Lisp's with-open-file with-open-file is just a wrapper macro on unwind-protect (for, as the name indicates, performing scoped opening of files). It's not a deferred execution primitive in and of itself. Sorry, yes, I meant unwind-protect but I had a lapse so I mentioned its cousin that I remembered. Both illustrate the same point.
What has been your happiest moment with programming? (thinking about this as I'm answering other questions, will edit later)
OK, I think most people left the stadium but this has been bugging me so I feel compelled to reply.
"Happy" is frequent enough to make "happiest" very difficult. Probably some of the happiest moments have happened when I had just started. Coding is like heroin - we spend most of our time trying to relive that first high.
I remember moments when I'd run a little program again and again with slightly different inputs just to revel in the joy of having done the proper incantations that make the machine do this and that and the other, like a clumsy but loyal genie. I mentioned I wrote this floppy disk formatter - it gave me a lot of joy to be able to tell it the complicated sequence of things I wanted to get done, to see how it ended up carving magnetized trenches into the physical world.
With support for more things inside constexpr just around the bend, do you think we can now do metaprogramming in plain old C++? Wouldn't it be more natural and easier to debug? I am glad that C++14 has increased the power of constexpr significantly. We have had an incredible time with compile-time evaluation in D for years, and I'm glad C++ "stole" that idea. I predict that constexpr-based programming will become a major idiom in C++14.

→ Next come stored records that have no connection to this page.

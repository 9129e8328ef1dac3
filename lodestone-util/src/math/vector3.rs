use std::ops::{Add, Mul, Sub};

#[derive(Clone, Copy, Debug, PartialEq, Default)]
pub struct Vector3<T> {
    pub x: T,
    pub y: T,
    pub z: T,
}

impl<T: Add<Output = T> + Sub<Output = T> + Mul<Output = T> + Copy> Vector3<T> {
    pub const fn new(x: T, y: T, z: T) -> Self {
        Vector3 { x, y, z }
    }

    pub fn sub(&self, other: &Vector3<T>) -> Self {
        Vector3 {
            x: self.x - other.x,
            y: self.y - other.y,
            z: self.z - other.z,
        }
    }

    pub fn length_squared(&self) -> T {
        self.x * self.x + self.y * self.y + self.z * self.z
    }

    pub fn horizontal_length_squared(&self) -> T {
        self.x * self.x + self.z * self.z
    }
}

impl Vector3<f64> {
    pub fn horizontal_length(&self) -> f64 {
        self.horizontal_length_squared().sqrt()
    }
}
use std::{
    sync::atomic::{AtomicU64, Ordering},
    time,
};

use rand::{rngs::StdRng, Rng, SeedableRng};

static SEED_UNIQUIFIER: AtomicU64 = AtomicU64::new(8682522807148012u64);

/// Derives a process-unique seed by mixing an atomic uniquifier with the
/// current wall clock. Two calls never produce the same seed, even within
/// the same nanosecond.
pub fn fresh_seed() -> u64 {
    let seed = SEED_UNIQUIFIER
        .fetch_update(Ordering::Relaxed, Ordering::Relaxed, |val| {
            Some(val.wrapping_mul(1181783497276652981u64))
        })
        // The closure always returns `Some`, so this is always `Ok`
        .unwrap();

    let nanos = time::SystemTime::now()
        .duration_since(time::SystemTime::UNIX_EPOCH)
        .unwrap_or_default()
        .as_nanos();

    seed ^ (nanos >> 8) as u64 ^ nanos as u64
}

/// The only randomness interface the assignment algorithms consume: a
/// uniform draw from `[0, bound)`.
///
/// Any `rand` generator qualifies, so callers can pass a seeded `StdRng`
/// when they need reproducible results.
pub trait RandomSource {
    /// `bound` must be non-zero.
    fn next_bounded(&mut self, bound: usize) -> usize;
}

impl<R: Rng> RandomSource for R {
    fn next_bounded(&mut self, bound: usize) -> usize {
        self.random_range(0..bound)
    }
}

/// A freshly seeded generator for call sites that do not carry their own.
pub fn default_source() -> impl RandomSource {
    StdRng::seed_from_u64(fresh_seed())
}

Also, a second question if you don't mind: How do I go about making proposals for consideration by the ISO C++ committee? I would like to propose a make_shared where I can provide the allocator rather than it using new. For submitting proposals to to the ISO C++ committee, mosey to the relatively new and unknown Link to isocpp.org
How did you acquire such a mastery of the English language (written + spoken minus the accent ) even though it does not appear to be your mother tongue? I must plead no-merit on that one. All of us get some good and bad inclinations upon birth, and it just so happens I inherited my Dad's inclination for foreign languages.
If I were to speculate it might have something to do with how thoughts are formed in the mind. Many people I ask tell me "I think in my mother tongue". For whatever reason, I don't think in a specific language. It's all that, abstract thoughts, and then the matter of rendering them in a language is simpler than translating them from one language into another.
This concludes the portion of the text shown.